Other experts argue that given health care’s profound role in people’s lives, disrespectful acts can cause emotional harm that should be taken into account even when it doesn’t lead to physical injury.

With online data, Friedman said, “It’s easy to get lost in the more pragmatic explanations for why privacy is important — that it allows advertisers to track you and potentially sell you low-value or snake oil products, for instance — and lose track of the deeper and more intrinsic desire to have some control over what things we share with others.”

Legal backlash

Aside from the patient safety discourse, legal and policy circles have recognized damage from third-party tracking.

Just over a year ago, Mass General Brigham in Boston agreed to an $18.4 million class-action settlement for using tracking tools without prior consent of website visitors. The health system did not admit wrongdoing.

In December 2022, the U.S. Department of Health and Human Services Office for Civil Rights cautioned that some tracking violates HIPAA privacy protections, stating that disclosure of personal health information “may result in a wide range of harms such as identity theft, financial loss, discrimination, stigma, mental anguish, or other serious negative consequences.”

Some are pushing for more safeguards around personal health data.

Vox covered how last year’s overturning of Roe v. Wade heightened interest in privacy protections over concern that technology such as period-tracking apps could be used to target women who seek abortions. The American Data Privacy and Protection Act, which would have allowed consumers to opt out of tracking, passed a House committee in 2022 but failed to make it into law.
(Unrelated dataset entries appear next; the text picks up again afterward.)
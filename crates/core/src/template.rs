//! `{placeholder}` substitution for prompt templates.

use std::collections::HashMap;
use std::sync::LazyLock;

/// Regex matching `{placeholder}` tokens in prompt templates.
///
/// A name is any run of characters other than braces, whitespace and `"`,
/// so `{user-id}` and `{team.name}` are placeholders while JSON examples
/// embedded in a template (`{"text": "..."}`) pass through untouched.
static PLACEHOLDER_RE: LazyLock<regex::Regex> =
    LazyLock::new(|| regex::Regex::new(r#"\{([^{}\s"]+)\}"#).expect("valid regex"));

/// Result of rendering a template.
#[derive(Debug, Clone, PartialEq, serde::Serialize)]
pub struct RenderedPrompt {
    pub text: String,
    pub unresolved_placeholders: Vec<String>,
}

/// Replace every `{name}` whose name is present in `vars`.
///
/// Substitution is a single pass: substituted values are not scanned again.
/// Unknown placeholders are left in place verbatim and listed in
/// `unresolved_placeholders`. No escaping is applied to values.
pub fn render_template(template: &str, vars: &HashMap<String, String>) -> RenderedPrompt {
    let mut unresolved = Vec::new();
    let text = PLACEHOLDER_RE
        .replace_all(template, |caps: &regex::Captures| {
            let key = &caps[1];
            match vars.get(key) {
                Some(value) => value.clone(),
                None => {
                    unresolved.push(key.to_string());
                    caps[0].to_string()
                }
            }
        })
        .to_string();
    RenderedPrompt {
        text,
        unresolved_placeholders: unresolved,
    }
}

/// Extract placeholder keys from a template string, in order of appearance.
pub fn extract_placeholders(template: &str) -> Vec<String> {
    PLACEHOLDER_RE
        .captures_iter(template)
        .map(|cap| cap[1].to_string())
        .collect()
}

#[cfg(test)]
mod tests {
    use super::*;

    fn vars(pairs: &[(&str, &str)]) -> HashMap<String, String> {
        pairs
            .iter()
            .map(|(k, v)| (k.to_string(), v.to_string()))
            .collect()
    }

    #[test]
    fn replaces_every_occurrence() {
        let result = render_template("{topic} and again {topic}", &vars(&[("topic", "Docker")]));
        assert_eq!(result.text, "Docker and again Docker");
        assert!(result.unresolved_placeholders.is_empty());
    }

    #[test]
    fn missing_key_is_left_verbatim() {
        let result = render_template("Teach {topic} to {audience}", &vars(&[("topic", "Git")]));
        assert_eq!(result.text, "Teach Git to {audience}");
        assert_eq!(result.unresolved_placeholders, vec!["audience"]);
    }

    #[test]
    fn json_braces_are_not_placeholders() {
        let template = r#"Use {"text": "...", "feedback": "..."} for {name}"#;
        let result = render_template(template, &vars(&[("name", "choices")]));
        assert_eq!(
            result.text,
            r#"Use {"text": "...", "feedback": "..."} for choices"#
        );
    }

    #[test]
    fn values_are_not_rescanned_or_escaped() {
        let result = render_template(
            "{a} {b}",
            &vars(&[("a", "{b}"), ("b", "<\"quoted\">")]),
        );
        assert_eq!(result.text, "{b} <\"quoted\">");
    }

    #[test]
    fn surrounding_text_is_unchanged() {
        let template = "prefix {x} middle {{x}} suffix";
        let result = render_template(template, &vars(&[("x", "1")]));
        assert_eq!(result.text, "prefix 1 middle {1} suffix");
    }

    #[test]
    fn keys_with_dashes_and_dots_are_replaced() {
        let result = render_template(
            "{user-id} leads {team.name}",
            &vars(&[("user-id", "u1"), ("team.name", "Platform")]),
        );
        assert_eq!(result.text, "u1 leads Platform");
        assert!(result.unresolved_placeholders.is_empty());
    }

    #[test]
    fn multiline_json_is_not_a_placeholder() {
        let template = "{\n  \"scores\": {\"metric name\": 0}\n}";
        assert!(extract_placeholders(template).is_empty());
    }

    #[test]
    fn extract_in_order() {
        assert_eq!(
            extract_placeholders("{role} wants {goals} with {role}"),
            vec!["role", "goals", "role"]
        );
    }
}
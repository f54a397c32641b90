//! Saved lesson model and DTOs.

use coachly_core::types::DocId;
use serde::{Deserialize, Serialize};

/// A lesson saved by a user, either generated by `/micro-lesson` or entered by hand.
#[derive(Debug, Clone, PartialEq, Serialize, Deserialize)]
pub struct Lesson {
    pub id: DocId,
    pub user_id: String,
    pub topic: String,
    /// The lesson body text.
    pub lesson: String,
    #[serde(default)]
    pub source: LessonSource,
    pub created_at: String,
    pub updated_at: String,
}

#[derive(Debug, Clone, Copy, Default, PartialEq, Eq, Serialize, Deserialize)]
#[serde(rename_all = "lowercase")]
pub enum LessonSource {
    Generated,
    #[default]
    Manual,
}

/// DTO for creating a lesson.
#[derive(Debug, Clone, Deserialize)]
pub struct CreateLesson {
    pub topic: String,
    pub lesson: String,
}

/// DTO for editing a lesson. Absent fields are left unchanged.
#[derive(Debug, Clone, Default, Deserialize)]
pub struct UpdateLesson {
    pub topic: Option<String>,
    pub lesson: Option<String>,
}
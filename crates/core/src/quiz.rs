//! Video quiz items and their parse fallback.

use serde::{Deserialize, Serialize};
use serde_json::Value;

use crate::normalize::normalize_json;
use crate::outcome::Outcome;

/// A multiple-choice question generated from a video summary.
#[derive(Debug, Clone, PartialEq, Eq, Serialize, Deserialize)]
pub struct QuizItem {
    pub question: String,
    /// Four options, conventionally labelled A to D.
    pub options: Vec<String>,
    pub answer: String,
    pub explanation: String,
}

impl QuizItem {
    /// The single item returned when the model's quiz cannot be parsed.
    pub fn placeholder() -> Self {
        Self {
            question: "Quiz could not be generated for this video.".to_string(),
            options: vec![
                "A".to_string(),
                "B".to_string(),
                "C".to_string(),
                "D".to_string(),
            ],
            answer: "A".to_string(),
            explanation: "The AI response could not be parsed. Please try again.".to_string(),
        }
    }
}

/// Fallback quiz: a one-element sequence holding [`QuizItem::placeholder`].
pub fn quiz_fallback() -> Value {
    serde_json::to_value(vec![QuizItem::placeholder()]).unwrap_or(Value::Array(Vec::new()))
}

/// Normalize raw model text into a quiz.
///
/// Any valid JSON is returned as-is; only unparseable text falls back.
pub fn parse_quiz(raw: &str) -> Outcome<Value> {
    normalize_json(raw, quiz_fallback())
}
//! Typed record models and DTOs.
//!
//! Each submodule contains:
//! - A `Deserialize` + `Serialize` record struct decoded from a stored document
//! - A `Deserialize` create DTO for inserts
//! - A `Deserialize` update DTO (all `Option` fields) for patches, where the
//!   record supports edits

pub mod certification;
pub mod idea;
pub mod lesson;
pub mod session;
pub mod team;
pub mod voice_model;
Marcus Schabacker, M.D., Ph.D., president and CEO of ECRI, a nonprofit patient safety consulting organization, said in a statement that pervasive hospital website tracking “underscores the need to update health technology and information regulations” including HIPAA, which fail to address the “many questionable practices that have developed.”

What the study found

  • Among 3,747 non-federal acute-care hospitals with accessible websites, 98.6% of homepages had at least one data transfer and 94.3% had at least one third-party cookie.
  • Google’s parent company Alphabet took data from 98.5% of homepages, followed by Meta (55.6%), Adobe Systems (31.4%) and AT&T (24.6%).
  • Tracking was just as brisk on hospital web pages pertaining to six sensitive health conditions: breast cancer, Alzheimer’s disease, Crohn’s disease, congestive heart failure, depression and HIV.
  • Hospital staff “might not fully appreciate the privacy implications” of installing free tracking tools, which give them insights into how their sites are used.
  • Hospitals should regularly audit their websites, disclose third-party tracking, and allow patients to easily and permanently opt out of tracking.